**About this exercise:** Below are some records; state how many of their lines contain the word "Builtin", and add nothing.

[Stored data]
>>>>>

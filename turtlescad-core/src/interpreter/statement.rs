//! Statement execution.
//!
//! Handles `let`, assignment, `repeat`, `wrap`, and expression statements
//! (which is how commands like `forward(10);` run).

use tracing::trace;

use super::Interpreter;
use super::helpers::{repeat_count, value_to_string};
use crate::command::{Builtin, constant, is_keyword};
use crate::error::{ErrorKind, InterpResult, InterpreterError};
use crate::token::Span;

impl Interpreter {
    /// Execute one statement, including its terminator.
    pub(super) fn do_statement(&mut self) -> InterpResult<()> {
        let tok = self.cur();

        if tok.kind.is_sym(";") {
            self.advance();
            return Ok(());
        }
        if tok.kind.is_sym("}") {
            return Err(InterpreterError::new(
                ErrorKind::UnbalancedDelimiter,
                "unmatched `}`",
            )
            .with_span(tok.span));
        }

        if self.at_sym("let") {
            return self.do_let();
        }
        if self.at_sym("repeat") {
            return self.do_repeat();
        }
        if self.at_sym("wrap") {
            return self.do_wrap();
        }
        if self.cur().kind.as_ident().is_some() && self.peek().kind.is_sym("=") {
            return self.do_assignment();
        }

        self.scan_expression()?;
        self.finish_statement()
    }

    /// Accept the `;` ending a simple statement.
    ///
    /// The semicolon may be left out before `}` or at end of input.
    fn finish_statement(&mut self) -> InterpResult<()> {
        if self.at_sym(";") {
            self.advance();
            Ok(())
        } else if self.at_sym("}") || self.cur().kind.is_eof() {
            Ok(())
        } else {
            let tok = self.cur();
            Err(InterpreterError::new(
                ErrorKind::MissingToken,
                format!("expected `;`, found {}", tok.kind),
            )
            .with_span(tok.span))
        }
    }

    /// `let name = expr;`
    fn do_let(&mut self) -> InterpResult<()> {
        self.expect_sym("let")?;
        let (name, span) = self.expect_ident()?;
        check_bindable(&name, span)?;
        self.expect_sym("=")?;
        let value = self.scan_expression()?;
        trace!(name = %name, value = %value, "let");
        self.variables.insert(name, value);
        self.finish_statement()
    }

    /// `name = expr;` for a name declared earlier with `let`.
    fn do_assignment(&mut self) -> InterpResult<()> {
        let (name, span) = self.expect_ident()?;
        check_bindable(&name, span)?;
        if !self.variables.contains_key(&name) {
            return Err(InterpreterError::new(
                ErrorKind::UndefinedVariable,
                format!("assignment to undeclared variable `{name}`; declare it with `let`"),
            )
            .with_span(span));
        }
        self.expect_sym("=")?;
        let value = self.scan_expression()?;
        trace!(name = %name, value = %value, "assign");
        self.variables.insert(name, value);
        self.finish_statement()
    }

    /// `repeat (count) { ... }`
    fn do_repeat(&mut self) -> InterpResult<()> {
        let keyword = self.expect_sym("repeat")?;
        self.expect_sym("(")?;
        let value = self.scan_expression()?;
        let close = self.expect_sym(")")?;
        let count = repeat_count(&value).map_err(|e| e.with_span(keyword.to(close)))?;

        let (body_start, body_end) = self.scan_block_bounds()?;
        trace!(count, "repeat");
        for _ in 0..count {
            self.pos = body_start;
            self.run_block(body_end)?;
        }
        self.pos = body_end;
        self.advance();
        Ok(())
    }

    /// `wrap("text") { ... }`
    fn do_wrap(&mut self) -> InterpResult<()> {
        let keyword = self.expect_sym("wrap")?;
        self.expect_sym("(")?;
        let value = self.scan_expression()?;
        let close = self.expect_sym(")")?;
        let wrapper = value_to_string(&value).map_err(|e| e.with_span(keyword.to(close)))?;

        let (body_start, body_end) = self.scan_block_bounds()?;
        trace!(wrapper = %wrapper, "wrap");
        self.drawing.begin_block(wrapper);
        self.pos = body_start;
        self.run_block(body_end)?;
        self.drawing.end_block();
        self.pos = body_end;
        self.advance();
        Ok(())
    }

    /// Expect a `{` at the cursor and locate its `}`.
    ///
    /// Returns the index of the first body token and of the closing brace.
    fn scan_block_bounds(&mut self) -> InterpResult<(usize, usize)> {
        let open = self.pos;
        self.expect_sym("{")?;
        let end = self.find_block_end(open)?;
        Ok((open + 1, end))
    }

    /// Execute statements until the cursor reaches `end`.
    fn run_block(&mut self, end: usize) -> InterpResult<()> {
        while self.pos < end {
            self.do_statement()?;
        }
        Ok(())
    }
}

/// Reject names that `let` and assignment cannot bind.
fn check_bindable(name: &str, span: Span) -> InterpResult<()> {
    let reason = if is_keyword(name) {
        "is a keyword"
    } else if Builtin::lookup(name).is_some() {
        "is a built-in command"
    } else if constant(name).is_some() {
        "is a constant"
    } else {
        return Ok(());
    };
    Err(
        InterpreterError::new(ErrorKind::UnexpectedToken, format!("`{name}` {reason}"))
            .with_span(span),
    )
}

<<<<<

**Written response:** 2